That's what this story is about.

* * *

The first time Draco Malfoy came to Chimera Downs, twilight was just falling.

Harry felt the wards breach and went outside. Forearms on the fence that was not white, he watched the small figure on the field progress down the slope into the form of a man. There was no road down.

The man strode through the grass, which came up knee high or to thigh and was interspersed with weeds. As the figure came closer, Harry could see his hair was so light it was almost white. He wore a cream colored suit without a waistcoat, the jacket slung over his shoulder. His shirt was white, open at the throat.

The light that time of evening was magical. The man's hair was painted gold, his shirt likewise; the line of his throat shone gold. Gold glowed all around him. When the man was at last at the gate, Harry needed a moment to realize that the features were pointed, the expression pinched. The posture was arrogant and proud, and the turn of the lip was ugly. Of course it was; it was Draco Malfoy.

"What do you want, Malfoy?" Harry had not moved.

"Hullo, Harry Potter."

His tone was easy, laid-back, but underneath was a current just as snide as Harry remembered. "Some people put up wards for a reason," Harry said.

"We've all heard how you want to be alone to feel sorry for yourself and brood."

"Sod off."

Carefully, Malfoy put his jacket over the top rung of the gate. "I think I'll stay, thank you."

"What do you want?" Harry asked again.

Malfoy appeared to be considering. "It has to do with Granger," he condescended to answer at long last.

Harry went very still. He had not seen Hermione in six months. "What about Hermione?"

"So you do care about her." Malfoy's expression now was smug.

"I said, what about her," Harry said through gritted teeth.

"Did you know she's going to have a baby?"

"I—what?" Harry felt a sinking feeling in his stomach, like a sickness only worse. It came to settle somewhere at his center, hard and tight, twisting him all the way up to his throat.

"Due in three months."

"How do you know about . . . Hermione?"

Malfoy hummed again, looking very nonchalant, or else self-satisfied. "When was the last time you talked to her?"

"Why should I believe anything you say?"

"My, my. Aren't we touchy." Malfoy started inspecting his nails.

Harry could feel himself getting angry. The tight feeling spiraling up from his gut to his throat was beginning to claw, and soon he would not be able to keep it down. This was why he hadn't seen Hermione. This was why he hadn't been seeing anyone. He was not fit to be near other human beings, and Malfoy had no right to make implications. Malfoy had no idea. "Fuck you," Harry said.

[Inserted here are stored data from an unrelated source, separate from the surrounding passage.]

//! Concurrent evaluation and mutation of many PRs.
//!
//! Each PR runs in its own task under a shared semaphore: fetch snapshot and
//! state, evaluate, plan, then apply the plan's steps in order. The cancel
//! flag is checked right before a PR's mutation sequence starts; a sequence
//! that has started always runs to the end.

use std::sync::Arc;
use std::time::Instant;

use serde::Serialize;
use tokio::sync::{watch, Semaphore};
use tokio::task::JoinSet;
use tracing::Instrument;

use steward_core::metrics::METRICS;
use steward_core::{
    evaluate, obs, plan_actions, ActionPlan, PacketEntry, PacketItem, PolicyConfig, PrSnapshot,
    RepoRef, RunContext, Verdict,
};

use crate::api::HostingApi;
use crate::applier::{apply_plan, StepOutcome};
use crate::error::HostingError;
use crate::retry::RetryPolicy;

/// Batch-level knobs.
#[derive(Debug, Clone, Copy, PartialEq, Eq)]
pub struct BatchConfig {
    /// Maximum PRs processed at once.
    pub max_concurrent: usize,
    pub fetch_retry: RetryPolicy,
    pub mutation_retry: RetryPolicy,
}

impl Default for BatchConfig {
    fn default() -> Self {
        Self {
            max_concurrent: 4,
            fetch_retry: RetryPolicy::fetch(),
            mutation_retry: RetryPolicy::mutation(),
        }
    }
}

/// Requests cancellation of a running batch.
#[derive(Clone)]
pub struct CancelHandle(Arc<watch::Sender<bool>>);

impl CancelHandle {
    /// Stores the flag even when no batch is subscribed yet, so a cancel
    /// issued before `run` is still observed.
    pub fn cancel(&self) {
        self.0.send_replace(true);
    }

    pub fn is_cancelled(&self) -> bool {
        *self.0.borrow()
    }
}

/// A PR that was fetched and evaluated.
#[derive(Debug, Clone, Serialize)]
pub struct EvaluatedPr {
    pub snapshot: PrSnapshot,
    pub verdict: Verdict,
    pub plan: ActionPlan,
    /// Empty for dry runs and no-op plans.
    pub steps: Vec<StepOutcome>,
}

/// What happened to one PR.
#[derive(Debug, Clone, Serialize)]
#[serde(tag = "outcome", rename_all = "snake_case")]
pub enum PrOutcome {
    Evaluated(Box<EvaluatedPr>),
    /// Data could not be fetched; nothing was mutated.
    EvaluationFailed { pr: u64, error: String },
    /// Cancelled before mutation. `evaluated` is set when evaluation had
    /// already finished.
    Cancelled {
        pr: u64,
        evaluated: Option<Box<EvaluatedPr>>,
    },
}

impl PrOutcome {
    pub fn pr(&self) -> u64 {
        match self {
            Self::Evaluated(e) => e.verdict.pr_id,
            Self::EvaluationFailed { pr, .. } | Self::Cancelled { pr, .. } => *pr,
        }
    }

    pub fn evaluated(&self) -> Option<&EvaluatedPr> {
        match self {
            Self::Evaluated(e) => Some(e),
            Self::Cancelled { evaluated, .. } => evaluated.as_deref(),
            Self::EvaluationFailed { .. } => None,
        }
    }

    /// Number of mutation steps that failed.
    pub fn failed_steps(&self) -> usize {
        self.count_steps(StepOutcome::is_failed)
    }

    /// Number of steps never attempted because an earlier step failed.
    pub fn skipped_steps(&self) -> usize {
        self.count_steps(StepOutcome::is_skipped)
    }

    fn count_steps(&self, pred: fn(&StepOutcome) -> bool) -> usize {
        match self {
            Self::Evaluated(e) => e.steps.iter().filter(|s| pred(s)).count(),
            _ => 0,
        }
    }
}

/// Outcome of a whole batch, in input order.
#[derive(Debug, Clone, Serialize)]
pub struct BatchReport {
    pub run_id: String,
    pub repo: RepoRef,
    pub dry_run: bool,
    pub duration_ms: u64,
    pub outcomes: Vec<PrOutcome>,
}

impl BatchReport {
    pub fn evaluated_count(&self) -> usize {
        self.outcomes
            .iter()
            .filter(|o| matches!(o, PrOutcome::Evaluated(_)))
            .count()
    }

    pub fn failed_count(&self) -> usize {
        self.outcomes
            .iter()
            .filter(|o| matches!(o, PrOutcome::EvaluationFailed { .. }))
            .count()
    }

    pub fn cancelled_count(&self) -> usize {
        self.outcomes
            .iter()
            .filter(|o| matches!(o, PrOutcome::Cancelled { .. }))
            .count()
    }

    pub fn failed_steps(&self) -> usize {
        self.outcomes.iter().map(PrOutcome::failed_steps).sum()
    }

    pub fn skipped_steps(&self) -> usize {
        self.outcomes.iter().map(PrOutcome::skipped_steps).sum()
    }

    /// One packet row per PR, in input order. PRs that failed or were
    /// cancelled before evaluation keep a marker row.
    pub fn packet_entries(&self, policy: &PolicyConfig) -> Vec<PacketEntry> {
        self.outcomes
            .iter()
            .map(|o| match (o, o.evaluated()) {
                (_, Some(e)) => {
                    PacketEntry::Evaluated(PacketItem::new(&e.snapshot, &e.verdict, policy))
                }
                (PrOutcome::EvaluationFailed { pr, error }, None) => {
                    PacketEntry::EvaluationFailed {
                        number: *pr,
                        title: "(unavailable)".to_string(),
                        url: String::new(),
                        error: error.clone(),
                    }
                }
                (other, None) => PacketEntry::Cancelled { number: other.pr() },
            })
            .collect()
    }
}

/// Runs evaluation and mutation across many PRs.
pub struct BatchRunner {
    api: Arc<dyn HostingApi>,
    policy: Arc<PolicyConfig>,
    config: BatchConfig,
    cancel: Arc<watch::Sender<bool>>,
}

impl BatchRunner {
    pub fn new(api: Arc<dyn HostingApi>, policy: Arc<PolicyConfig>, config: BatchConfig) -> Self {
        let (tx, _rx) = watch::channel(false);
        Self {
            api,
            policy,
            config,
            cancel: Arc::new(tx),
        }
    }

    pub fn cancel_handle(&self) -> CancelHandle {
        CancelHandle(Arc::clone(&self.cancel))
    }

    /// Process `prs` and report outcomes in the same order.
    pub async fn run(&self, ctx: &RunContext, prs: &[u64]) -> BatchReport {
        let run_id = ctx.run_id.to_string();
        let span = obs::run_span(&run_id, &ctx.repo.to_string());
        let started = Instant::now();

        let outcomes = self.run_all(ctx, prs).instrument(span).await;

        let report = BatchReport {
            run_id,
            repo: ctx.repo.clone(),
            dry_run: !ctx.can_mutate(),
            duration_ms: started.elapsed().as_millis() as u64,
            outcomes,
        };
        obs::emit_batch_finished(
            &report.run_id,
            report.duration_ms,
            report.evaluated_count(),
            report.failed_count(),
            report.cancelled_count(),
        );
        report
    }

    async fn run_all(&self, ctx: &RunContext, prs: &[u64]) -> Vec<PrOutcome> {
        let sem = Arc::new(Semaphore::new(self.config.max_concurrent.max(1)));
        let mut join_set = JoinSet::new();

        for (idx, pr) in prs.iter().copied().enumerate() {
            let api = Arc::clone(&self.api);
            let policy = Arc::clone(&self.policy);
            let config = self.config;
            let repo = ctx.repo.clone();
            // Contributor runs evaluate like a dry run.
            let dry_run = !ctx.can_mutate();
            let cancel_rx = self.cancel.subscribe();
            let sem = Arc::clone(&sem);

            join_set.spawn(
                async move {
                    let _permit = sem.acquire_owned().await.ok();
                    let outcome =
                        process_pr(api.as_ref(), &policy, &config, &repo, dry_run, &cancel_rx, pr)
                            .await;
                    (idx, outcome)
                }
                .in_current_span(),
            );
        }

        let mut slots: Vec<Option<PrOutcome>> = vec![None; prs.len()];
        while let Some(joined) = join_set.join_next().await {
            match joined {
                Ok((idx, outcome)) => slots[idx] = Some(outcome),
                Err(e) => tracing::error!(error = %e, "PR task aborted"),
            }
        }

        slots
            .into_iter()
            .zip(prs)
            .map(|(slot, pr)| {
                slot.unwrap_or_else(|| PrOutcome::EvaluationFailed {
                    pr: *pr,
                    error: "evaluation task aborted".to_string(),
                })
            })
            .collect()
    }
}

async fn process_pr(
    api: &dyn HostingApi,
    policy: &PolicyConfig,
    config: &BatchConfig,
    repo: &RepoRef,
    dry_run: bool,
    cancel_rx: &watch::Receiver<bool>,
    pr: u64,
) -> PrOutcome {
    if *cancel_rx.borrow() {
        return PrOutcome::Cancelled {
            pr,
            evaluated: None,
        };
    }

    let fetched = async {
        let (snapshot, _) = config
            .fetch_retry
            .run("fetch_snapshot", || api.fetch_snapshot(repo, pr))
            .await?;
        let (state, _) = config
            .fetch_retry
            .run("fetch_state", || api.fetch_state(repo, pr))
            .await?;
        Ok::<_, HostingError>((snapshot, state))
    }
    .await;

    let (snapshot, state) = match fetched {
        Ok(v) => v,
        Err(e) => {
            let err = HostingError::DataFetch {
                what: format!("PR #{pr}"),
                detail: e.to_string(),
            };
            METRICS.inc_evaluations_failed();
            obs::emit_evaluation_failed(pr, &err);
            return PrOutcome::EvaluationFailed {
                pr,
                error: err.to_string(),
            };
        }
    };

    let verdict = evaluate(&snapshot, policy);
    METRICS.inc_prs_evaluated();
    obs::emit_verdict_evaluated(&verdict);
    let plan = plan_actions(&verdict, &state);
    let mut evaluated = EvaluatedPr {
        snapshot,
        verdict,
        plan,
        steps: Vec::new(),
    };

    if dry_run || evaluated.plan.is_empty() {
        return PrOutcome::Evaluated(Box::new(evaluated));
    }
    if *cancel_rx.borrow() {
        tracing::info!(pr, "cancelled before mutation");
        return PrOutcome::Cancelled {
            pr,
            evaluated: Some(Box::new(evaluated)),
        };
    }

    evaluated.steps = apply_plan(api, repo, &evaluated.plan, &config.mutation_retry).await;
    PrOutcome::Evaluated(Box::new(evaluated))
}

Malfoy nails apparently fascinated him. "No, thank you. I expect you don't want further information on Granger, then, if you're going to be in a strop."

Harry's knuckles were white. "I don't need to find out about Hermione from you."

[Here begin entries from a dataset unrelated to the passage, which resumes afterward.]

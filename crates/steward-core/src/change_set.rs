//! Change-set analysis: size and shape facts derived from a PR's file list.

use serde::{Deserialize, Serialize};

use crate::policy::PolicyConfig;
use crate::snapshot::FileChange;

/// A changed file with non-negative counters.
#[derive(Debug, Clone, PartialEq, Eq, Serialize, Deserialize)]
pub struct ChangedFile {
    pub path: String,
    pub additions: u64,
    pub deletions: u64,
}

/// A protected pattern together with the first file that hit it.
#[derive(Debug, Clone, PartialEq, Eq, Serialize, Deserialize)]
pub struct ProtectedMatch {
    pub pattern: String,
    pub path: String,
    pub high_sensitivity: bool,
}

/// Derived per evaluation and never cached across PR updates.
#[derive(Debug, Clone, PartialEq, Eq, Serialize, Deserialize)]
pub struct ChangeSet {
    pub files: Vec<ChangedFile>,
    pub total_additions: u64,
    pub total_deletions: u64,
    pub file_count: usize,
    pub touches_protected_path: bool,
    /// One entry per matching protected pattern, in policy order.
    pub protected_matches: Vec<ProtectedMatch>,
    /// Every file is documentation by path convention (false when empty).
    pub docs_only: bool,
    /// PR labels that the policy treats as merge blockers, in policy order.
    pub blocking_labels: Vec<String>,
}

impl ChangeSet {
    /// Additions plus deletions.
    pub fn changed_lines(&self) -> u64 {
        self.total_additions.saturating_add(self.total_deletions)
    }

    pub fn is_empty(&self) -> bool {
        self.file_count == 0
    }

    pub fn paths(&self) -> impl Iterator<Item = &str> + Clone {
        self.files.iter().map(|f| f.path.as_str())
    }

    /// First protected match, i.e. the earliest pattern in policy order.
    pub fn first_protected_match(&self) -> Option<&ProtectedMatch> {
        self.protected_matches.first()
    }

    /// First high-sensitivity match in policy order.
    pub fn first_high_sensitivity_match(&self) -> Option<&ProtectedMatch> {
        self.protected_matches.iter().find(|m| m.high_sensitivity)
    }
}

/// Build a [`ChangeSet`] from raw file records and the PR's labels.
///
/// Negative counters are clamped to zero and repeated paths are merged, so a
/// sloppy upstream payload never blocks classification.
pub fn analyze(raw_files: &[FileChange], labels: &[String], policy: &PolicyConfig) -> ChangeSet {
    let mut files: Vec<ChangedFile> = Vec::with_capacity(raw_files.len());
    for raw in raw_files {
        let path = raw.path.trim().trim_start_matches("./").to_string();
        if path.is_empty() {
            tracing::debug!("skipping changed-file record with empty path");
            continue;
        }
        let additions = raw.additions.max(0) as u64;
        let deletions = raw.deletions.max(0) as u64;
        match files.iter_mut().find(|f| f.path == path) {
            Some(existing) => {
                existing.additions = existing.additions.saturating_add(additions);
                existing.deletions = existing.deletions.saturating_add(deletions);
            }
            None => files.push(ChangedFile {
                path,
                additions,
                deletions,
            }),
        }
    }

    let total_additions = files
        .iter()
        .fold(0u64, |acc, f| acc.saturating_add(f.additions));
    let total_deletions = files
        .iter()
        .fold(0u64, |acc, f| acc.saturating_add(f.deletions));

    let mut protected_matches = Vec::new();
    for pattern in &policy.protected_paths {
        if let Some(file) = files.iter().find(|f| pattern.matches(&f.path)) {
            protected_matches.push(ProtectedMatch {
                pattern: pattern.as_str().to_string(),
                path: file.path.clone(),
                high_sensitivity: policy.is_high_sensitivity(pattern),
            });
        }
    }

    let docs_only = !files.is_empty() && files.iter().all(|f| policy.docs_paths.matches(&f.path));

    let blocking_labels = policy
        .block_labels
        .iter()
        .filter(|b| labels.iter().any(|l| l.eq_ignore_ascii_case(b)))
        .cloned()
        .collect();

    ChangeSet {
        file_count: files.len(),
        touches_protected_path: !protected_matches.is_empty(),
        files,
        total_additions,
        total_deletions,
        protected_matches,
        docs_only,
        blocking_labels,
    }
}

#[cfg(test)]
mod tests {
    use super::*;

    fn files(items: &[(&str, i64, i64)]) -> Vec<FileChange> {
        items
            .iter()
            .map(|(p, a, d)| FileChange::new(*p, *a, *d))
            .collect()
    }

    #[test]
    fn test_empty_change_set() {
        let cs = analyze(&[], &[], &PolicyConfig::default());
        assert!(cs.is_empty());
        assert_eq!(cs.changed_lines(), 0);
        assert!(!cs.touches_protected_path);
        assert!(!cs.docs_only);
    }

    #[test]
    fn test_totals_and_clamping() {
        let cs = analyze(
            &files(&[("src/a.rs", 10, -3), ("src/b.rs", -1, 4)]),
            &[],
            &PolicyConfig::default(),
        );
        assert_eq!(cs.file_count, 2);
        assert_eq!(cs.total_additions, 10);
        assert_eq!(cs.total_deletions, 4);
        assert_eq!(cs.changed_lines(), 14);
    }

    #[test]
    fn test_huge_counts_saturate() {
        let cs = analyze(
            &files(&[("src/a.rs", i64::MAX, i64::MAX), ("src/b.rs", i64::MAX, 1)]),
            &[],
            &PolicyConfig::default(),
        );
        assert_eq!(cs.total_additions, (i64::MAX as u64) * 2);
        assert_eq!(cs.changed_lines(), u64::MAX);

        let merged = analyze(
            &files(&[("src/a.rs", i64::MAX, 0), ("src/a.rs", i64::MAX, 0), ("src/a.rs", 5, 0)]),
            &[],
            &PolicyConfig::default(),
        );
        assert_eq!(merged.files[0].additions, u64::MAX);
    }

    #[test]
    fn test_repeated_paths_are_merged() {
        let cs = analyze(
            &files(&[("src/a.rs", 1, 0), ("./src/a.rs", 2, 1)]),
            &[],
            &PolicyConfig::default(),
        );
        assert_eq!(cs.file_count, 1);
        assert_eq!(cs.files[0].additions, 3);
        assert_eq!(cs.files[0].deletions, 1);
    }

    #[test]
    fn test_protected_matches_follow_policy_order() {
        let policy = PolicyConfig::from_yaml_str(
            "protected_paths: [\"Dockerfile\", \"src/**\"]\nhigh_sensitivity_paths: [\"src/auth/**\"]\n",
        )
        .unwrap();
        let cs = analyze(
            &files(&[("src/auth/login.rs", 5, 0), ("Dockerfile", 1, 1)]),
            &[],
            &policy,
        );
        assert!(cs.touches_protected_path);
        let patterns: Vec<&str> = cs
            .protected_matches
            .iter()
            .map(|m| m.pattern.as_str())
            .collect();
        assert_eq!(patterns, vec!["Dockerfile", "src/**", "src/auth/**"]);
        assert_eq!(cs.first_protected_match().unwrap().path, "Dockerfile");
        let hs = cs.first_high_sensitivity_match().unwrap();
        assert_eq!(hs.pattern, "src/auth/**");
        assert_eq!(hs.path, "src/auth/login.rs");
    }

    #[test]
    fn test_docs_only_detection() {
        let policy = PolicyConfig::default();
        let cs = analyze(
            &files(&[("README.md", 10, 2), ("docs/guide/setup.html", 5, 0)]),
            &[],
            &policy,
        );
        assert!(cs.docs_only);

        let cs = analyze(
            &files(&[("README.md", 10, 2), ("src/lib.rs", 1, 0)]),
            &[],
            &policy,
        );
        assert!(!cs.docs_only);
    }

    #[test]
    fn test_blocking_labels_case_insensitive() {
        let labels = vec!["wip".to_string(), "enhancement".to_string()];
        let cs = analyze(&[], &labels, &PolicyConfig::default());
        assert_eq!(cs.blocking_labels, vec!["WIP".to_string()]);
    }
}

"Oh, yes. I imagine you're in splendid touch with her. Owl her regularly, do you? Take afternoon tea?"

"What business is it of yours?"

Malfoy at last seemed to grow bored of his nails. He rolled his eyes. "Because everything revolves around you, Potter. Or have you forgotten? I happen to work in the Ministry of Magic. Granger happens to be my immediate supervisor. Honestly, you can't have been ignorant of this fact. Or does your complete lack of attention to people you presume to call friends—"

"Shut up."

"Someone has to talk sense to you."

"No," Harry said, turning around. "No one really does." He went back into the cottage.

Malfoy stood at the fence and watched him go.

* * *

The second time Draco Malfoy came to Chimera Downs, Harry knew that he should not go down to the fence. He should not open his mouth. He should pretend Malfoy was not there at all. In fact, he should hex Malfoy into next week so Malfoy couldn't be there at all. He could eliminate Malfoy completely if he wanted. That was why Harry went down to the fence: he was afraid of what he might do otherwise.

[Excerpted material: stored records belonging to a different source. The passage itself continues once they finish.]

//! Per-run context passed explicitly through batch operations.

use std::str::FromStr;

use serde::{Deserialize, Serialize};
use uuid::Uuid;

use crate::error::{Result, StewardError};
use crate::repo::RepoRef;

/// Which side of the contribution loop a run acts for.
///
/// A supervisor labels, comments on and merges PRs, imports tasks and
/// dispatches work. A contributor only reads: evaluations and packets work,
/// mutations are refused.
#[derive(Debug, Clone, Copy, PartialEq, Eq, Default, Serialize, Deserialize)]
#[serde(rename_all = "snake_case")]
pub enum Role {
    #[default]
    Supervisor,
    Contributor,
}

impl std::fmt::Display for Role {
    fn fmt(&self, f: &mut std::fmt::Formatter<'_>) -> std::fmt::Result {
        match self {
            Self::Supervisor => write!(f, "supervisor"),
            Self::Contributor => write!(f, "contributor"),
        }
    }
}

impl FromStr for Role {
    type Err = StewardError;

    fn from_str(s: &str) -> Result<Self> {
        match s.trim().to_ascii_lowercase().as_str() {
            "supervisor" => Ok(Self::Supervisor),
            "contributor" => Ok(Self::Contributor),
            other => Err(StewardError::Configuration(format!(
                "unknown role '{other}', expected supervisor or contributor"
            ))),
        }
    }
}

/// Identity and mode of one run. Several contexts can be live in one process.
#[derive(Debug, Clone, PartialEq, Eq, Serialize, Deserialize)]
pub struct RunContext {
    pub run_id: Uuid,
    pub repo: RepoRef,
    pub role: Role,
    /// When set, no mutation reaches the hosting platform.
    pub dry_run: bool,
}

impl RunContext {
    pub fn new(repo: RepoRef) -> Self {
        Self {
            run_id: Uuid::new_v4(),
            repo,
            role: Role::default(),
            dry_run: false,
        }
    }

    pub fn with_role(mut self, role: Role) -> Self {
        self.role = role;
        self
    }

    pub fn with_dry_run(mut self, dry_run: bool) -> Self {
        self.dry_run = dry_run;
        self
    }

    /// Whether mutations may reach the hosting platform in this run.
    pub fn can_mutate(&self) -> bool {
        self.role == Role::Supervisor && !self.dry_run
    }

    /// Fail unless this run acts as supervisor. Dry runs are always allowed.
    pub fn require_supervisor(&self, action: &str) -> Result<()> {
        if self.dry_run || self.role == Role::Supervisor {
            return Ok(());
        }
        Err(StewardError::RoleNotPermitted {
            role: self.role.to_string(),
            action: action.to_string(),
        })
    }
}

#[cfg(test)]
mod tests {
    use super::*;

    #[test]
    fn test_contexts_are_independent() {
        let a = RunContext::new(RepoRef::new("acme", "a")).with_dry_run(true);
        let b = RunContext::new(RepoRef::new("acme", "b")).with_role(Role::Contributor);
        assert_ne!(a.run_id, b.run_id);
        assert!(a.dry_run);
        assert!(!b.dry_run);
        assert_eq!(a.role, Role::Supervisor);
        assert_eq!(b.role.to_string(), "contributor");
    }

    #[test]
    fn test_role_parse() {
        assert_eq!("Contributor".parse::<Role>().unwrap(), Role::Contributor);
        assert_eq!(" supervisor ".parse::<Role>().unwrap(), Role::Supervisor);
        assert!("worker".parse::<Role>().is_err());
    }

    #[test]
    fn test_contributor_cannot_mutate() {
        let ctx = RunContext::new(RepoRef::new("acme", "a")).with_role(Role::Contributor);
        assert!(!ctx.can_mutate());
        let err = ctx.require_supervisor("apply verdicts").unwrap_err();
        assert!(err.to_string().contains("contributor"));
        assert!(err.to_string().contains("apply verdicts"));

        let dry = ctx.with_dry_run(true);
        assert!(!dry.can_mutate());
        assert!(dry.require_supervisor("apply verdicts").is_ok());

        let sup = RunContext::new(RepoRef::new("acme", "a"));
        assert!(sup.can_mutate());
        assert!(sup.require_supervisor("apply verdicts").is_ok());
    }
}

Harry had come to Chimera Downs to protect his friends and everyone else from such impulses. He had meant to learn to control the monster in his chest, to lock it away so that it could never hurt anyone. He had been in Chimera Downs six months, and was no further along than he had been when he had arrived. He needed more time, and Malfoy wasn't helping.

Malfoy walked down the slope. Again he wore white, his lean torso a shadow in the thin shirt, silk translucent in the light. Somewhere between Malfoy and the setting sun, a crane rose from its nest, spreading wide milk wings.

When Malfoy came up to the fence, he laid his jacket over the rail. "Hullo, Potter," he said softly, as though he were there at the gate by appointment.

Harry scowled darkly and said nothing.

Slowly, Malfoy smirked. "Granger sends regards."

Harry's hand itched by his side. He still said nothing.

"Actually," Malfoy went on conversationally, "she's a bit too busy with her life falling apart to pay much attention to you. Sorry. I know you like attention."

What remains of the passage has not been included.